Con gli alunni (era una classe tutta maschile) stavamo piantando un melograno, dedicato alla memoria di Graziella Giuffrida, partigiana catanese, per il nostro progetto Il giardino delle giuste e dei giusti. Eravamo contenti, allegri e sorridenti del tutto ignari di quanto il nostro mondo, da lì a poco, sarebbe cambiato. Radicalmente. Da allora, sostanzialmente, la scuola è muta. La scuola è un luogo fisico di relazioni insostituibili, la didattica a distanza è un surrogato che ci sta permettendo di non sfilacciare un tessuto di umanità che deve essere coltivato e sostenuto. Tutte e tutti noi ci siamo adeguati rispettando le regole, quelle stesse regole che da febbraio a marzo sembravano un orizzonte civico condiviso e che poi, durante l’estate, sono state vilipese, ignorate e derise come se il virus fosse scomparso. Esattamente come le operatrici e gli operatori sanitari passati da eroi ed eroine alla gogna, dalle mediche ai medici in camice nelle corsie a quelli nelle trasmissioni televisive. Così mi sono chiesta se ci fosse una via di mezzo per raccontare un pezzettino di questo mondo che restituisse giustizia e verità al prezioso lavoro delle persone che operano in ambito sanitario.
Ho sempre pensato che la figura dell’eroe è una pericolosissima arma a doppio taglio: deresponsabilizza ciascuno/a di noi a tirarsi su le maniche perché tanto c’è l’eroe, quello che è più bravo di me; sminuisce il valore quotidiano della persona perché quando l’eroe cade dal suo piedistallo anche l’uomo o la donna, frutto di quella idealizzazione, viene cestinato e avanti un altro.
Di questo e di tanto altro ho parlato con tre dottoresse molto diverse l’una dall’altra per età e per esperienza lavorativa con l’obiettivo di descrivere una normalità e una competenza sempre necessarie in un lavoro così delicato. Tutte loro hanno rifiutato l’etichetta dell’eroina perché, come dice Maricia Roccaro, «eleva il medico a eseguire compiti non suoi. Il medico deve fare il medico e non si può tirare indietro. Lavorando con le emergenze ho fatto molte cose e non mi sento un’eroina. Ho fatto solo il mio dovere. Il senso civico riguarda tutte le persone a prescindere dal ruolo». La dottoressa Roccaro, nefrologa, lavora con un contratto diretto stipulato con il commissario ad acta presso l’Asp di Catania, in base alle esigenze si è occupata dei tamponi ma non solo. Nella città etnea dirige la Medicaltec, un centro per le persone dializzate Covid con l’obiettivo di decongestionare gli ospedali poiché non dobbiamo mai dimenticare che esistono altre malattie. La dottoressa porta avanti anche due importantissimi progetti che fanno capo alla Rete Civica (supporto tra le amministrazioni locali e le Asp per i bisogni della cittadinanza) e l’associazione da lei fondata Humanity, per dare risposte concrete a tutte le persone in quarantena che non hanno nessuno che materialmente porti loro la spesa. Infatti, non esiste solo una emergenza sanitaria, ma anche una emergenza sociale e per quest’ultima nessuno/a può dire di non essere responsabile per gli atteggiamenti che assume.

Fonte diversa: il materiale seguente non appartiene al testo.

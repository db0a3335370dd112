//! Exercise log queries and results

use super::{Exercise, ExerciseDate, User};
use crate::error::Result;
use serde::{Deserialize, Serialize};

/// Filter for a user's exercise log.
///
/// Both bounds are inclusive and independent of each other.
#[derive(Debug, Clone, Copy, PartialEq, Eq, Serialize, Deserialize)]
pub struct LogQuery {
    pub from: Option<ExerciseDate>,
    pub to: Option<ExerciseDate>,
    pub limit: u32,
}

impl LogQuery {
    /// Number of entries returned when no usable limit is given
    pub const DEFAULT_LIMIT: u32 = 500;

    /// Build a query from raw query-string values.
    ///
    /// Unparseable `from`/`to` values are rejected. A `limit` that is
    /// missing, non-numeric, or below 1 falls back to [`Self::DEFAULT_LIMIT`].
    pub fn parse(from: Option<&str>, to: Option<&str>, limit: Option<&str>) -> Result<Self> {
        Ok(Self {
            from: ExerciseDate::parse_optional(from)?,
            to: ExerciseDate::parse_optional(to)?,
            limit: parse_limit(limit),
        })
    }

    #[must_use]
    pub fn from_date(mut self, date: ExerciseDate) -> Self {
        self.from = Some(date);
        self
    }

    #[must_use]
    pub fn to_date(mut self, date: ExerciseDate) -> Self {
        self.to = Some(date);
        self
    }

    #[must_use]
    pub fn limit(mut self, limit: u32) -> Self {
        self.limit = if limit == 0 { Self::DEFAULT_LIMIT } else { limit };
        self
    }

    /// Whether `date` falls inside the query's range
    pub fn contains(&self, date: ExerciseDate) -> bool {
        self.from.map_or(true, |from| date >= from) && self.to.map_or(true, |to| date <= to)
    }

    pub fn has_range(&self) -> bool {
        self.from.is_some() || self.to.is_some()
    }
}

impl Default for LogQuery {
    fn default() -> Self {
        Self {
            from: None,
            to: None,
            limit: Self::DEFAULT_LIMIT,
        }
    }
}

fn parse_limit(raw: Option<&str>) -> u32 {
    raw.and_then(|s| s.trim().parse::<i64>().ok())
        .filter(|n| *n >= 1)
        .map_or(LogQuery::DEFAULT_LIMIT, |n| {
            u32::try_from(n).unwrap_or(u32::MAX)
        })
}

/// One line of a user's log
#[derive(Debug, Clone, PartialEq, Eq, Serialize, Deserialize)]
pub struct LogEntry {
    pub description: String,
    pub duration: i64,
    pub date: ExerciseDate,
}

impl From<Exercise> for LogEntry {
    fn from(exercise: Exercise) -> Self {
        Self {
            description: exercise.description,
            duration: exercise.duration,
            date: exercise.date,
        }
    }
}

/// Filtered, limited log for one user
#[derive(Debug, Clone, PartialEq, Eq)]
pub struct ExerciseLog {
    pub user: User,
    pub entries: Vec<LogEntry>,
}

impl ExerciseLog {
    pub fn new(user: User, exercises: Vec<Exercise>) -> Self {
        Self {
            user,
            entries: exercises.into_iter().map(LogEntry::from).collect(),
        }
    }

    /// Number of returned entries, not the user's total
    pub fn count(&self) -> usize {
        self.entries.len()
    }
}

La dottoressa T.C., specialista in endocrinologia e nelle malattie del ricambio, che lavora presso l’Asp 7 di Ragusa mi racconta di essere molto arrabbiata: «durante l’estate abbiamo voluto a tutti i costi la vacanza, aprire le regioni e bere l’aperitivo. Nei reparti vediamo com’è finita. Sono molto arrabbiata con Zangrillo perché le sue dichiarazioni sono state superficiali mentre noi sappiamo che in ogni pandemia c’è la seconda e la terza ondata. Le linee guida del Governo, e lo dico indipendentemente dal colore politico, sono state smorzate. Il mio primo comandamento laico è il rispetto per tutto quello che ci circonda, venendo meno questo principio crolla tutto. Noi tutti siamo tenuti a rispettare le regole e noi tutti dobbiamo adeguarci alle linee di gestione, altrimenti non ne veniamo fuori». Questo concetto viene ribadito anche dalla dottoressa Roccaro: «a prescindere dalle nostre idee dobbiamo allinearci alle linee guida, altrimenti diventiamo schegge impazzite. I medici che si disallineano creano confusione perché passano messaggi non veri. Cittadini e istituzioni devono molto riflettere e modificare i loro atteggiamenti per il bene comune». La dottoressa T.C. mi confida una sensazione che è pure la mia tutte le volte che faccio lezione online: «Il Covid-19 è anche una malattia della solitudine, mitiga l’empatia tra paziente e medico, perché ci possiamo vedere solo attraverso gli occhi; per me abituata a stare vicino al paziente, a toccarlo, a parlargli, a interagire con tutta me stessa, è davvero dura. Quando esco dal reparto, debbo sanificare la tuta, le mascherine e gettare via tutto, cioè debbo proprio distaccarmi. È una sensazione molto strana quella di perdere il contatto diretto con il paziente e con tutta l’umanità che c’è nella relazione con lui/lei». Già! Io guardo le mie scolaresche dal monitor ma gli occhi dal vivo… no… non è la stessa cosa.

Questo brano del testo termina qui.